Metropolitan municipalities did not present a positive picture in the reporting period either, with only one – the City of Cape Town – making it into the clean category. Ekurhuleni had shared this spot with Cape Town in the previous report, but this time around did not make the cut. Four of the remaining metros achieved outcomes in the ‘unqualified with findings’ category, while the rest fell into the ‘qualified with findings’ category.

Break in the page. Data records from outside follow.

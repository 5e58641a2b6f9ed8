//! Distance metrics for vector similarity computation
//!
//! Both metrics return values where smaller means closer: L2 stays squared and
//! the dot product is negated. The four-way batched variants compute one query
//! against four candidate rows at once; the graph search path groups
//! neighbours in quartets to hide memory latency.

pub mod dot;
pub mod l2;

pub use dot::{dot_distance, dot_distance_batch4};
pub use l2::{l2_distance, l2_distance_batch4};

use crate::{QuiverError, Result};
use serde::{Deserialize, Serialize};

/// Supported distance metrics.
#[derive(Debug, Clone, Copy, PartialEq, Eq, Serialize, Deserialize)]
pub enum DistanceKind {
    /// Squared Euclidean distance.
    L2,
    /// Negated dot product.
    Dot,
}

impl DistanceKind {
    /// Compute distance between two vectors.
    #[inline]
    pub fn distance(self, a: &[f32], b: &[f32]) -> f32 {
        match self {
            DistanceKind::L2 => l2_distance(a, b),
            DistanceKind::Dot => dot_distance(a, b),
        }
    }

    /// Compute distances from one origin vector to four candidates at once.
    #[inline]
    pub fn distance_batch4(
        self,
        origin: &[f32],
        c1: &[f32],
        c2: &[f32],
        c3: &[f32],
        c4: &[f32],
        result: &mut [f32; 4],
    ) {
        match self {
            DistanceKind::L2 => l2_distance_batch4(origin, c1, c2, c3, c4, result),
            DistanceKind::Dot => dot_distance_batch4(origin, c1, c2, c3, c4, result),
        }
    }

    /// Single-byte code used in the on-disk index header.
    pub fn code(self) -> u8 {
        match self {
            DistanceKind::L2 => 0,
            DistanceKind::Dot => 1,
        }
    }

    pub fn from_code(code: u8) -> Result<Self> {
        match code {
            0 => Ok(DistanceKind::L2),
            1 => Ok(DistanceKind::Dot),
            other => Err(QuiverError::Corruption(format!(
                "unknown distance function code {other}"
            ))),
        }
    }
}

/// L2 norm of a vector.
#[inline]
pub fn l2_norm(v: &[f32]) -> f32 {
    let mut sum = 0.0f32;
    for &item in v {
        sum += item * item;
    }
    sum.sqrt()
}

/// Scale `v` by `1 / norm` into `out`. A zero norm leaves `out` zeroed.
#[inline]
pub fn normalize(v: &[f32], norm: f32, out: &mut [f32]) {
    assert_eq!(v.len(), out.len(), "Vector dimensions must match");
    if norm == 0.0 {
        out.fill(0.0);
        return;
    }
    let inv = 1.0 / norm;
    for (o, &item) in out.iter_mut().zip(v.iter()) {
        *o = item * inv;
    }
}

A concern for Maluleke was district municipalities, which she described as surprisingly inefficient for a category that does not have the complexities of local municipalities, as they provide more of an oversight role with bigger budgets. The majority of these (69) also achieved ‘unqualified with findings’ results, while only 18 achieved clean audits.
Key challenges
Committee chairperson and former health minister Zweli Mkhize noted several key challenges that the national Cogta department – represented in the session by Minister Velenkosini Hlabisa and Deputy Minister Parks Tau – should prioritise efforts to curb the regression.
These priorities include:
- the continued regress in audit outcomes,
- the high cost of consultants where there should be an effort to build internal capacity within municipalities,
- the recurring challenge of unfunded budgets,
- the apparent lack of consequences for administrators in struggling municipalities – even after the AG has flagged issues, and
- the status of criminal investigations arising from the AG’s findings on material irregularities.
Hlabisa responded by saying a committee that includes representatives from his department, the National Treasury, Ministry of Electricity and Energy, and the departments of Human Settlements, Water and Sanitation, and Transport, has been hard at work to develop a turnaround plan for the local government sector. His department’s focus is on the worst performing municipalities, where they will conduct a full skills audit of executives and mayors to determine if they would respond effectively to the turnaround plan.
“We will need to know who is there, what are the qualifications of the municipal managers, just to understand. Because if you make the wrong deployment, you will hardly get the correct product. You might find the CFO not meeting the minimum requirement of that position, but the council appointed them,” said Hlabisa.
Recommendations
Among Maluleke’s recommendations, which she acknowledged have remained the same for some time, is that the local government sector needs a determined professionalisation and capacitation effort to ensure that municipal systems are improved and sustained, for better service delivery.
“My call is for urgent action and is again directed to the political leadership of municipalities. There is limited time left in their term to leave a legacy of improved governance and delivery.”
There is also a need to instil a culture of ethical and accountable leadership that moves according to a shared vision and is responsive to challenges. Where municipalities struggle to perform, the relevant support structures must also be identified to ensure that there is impact in reform measures.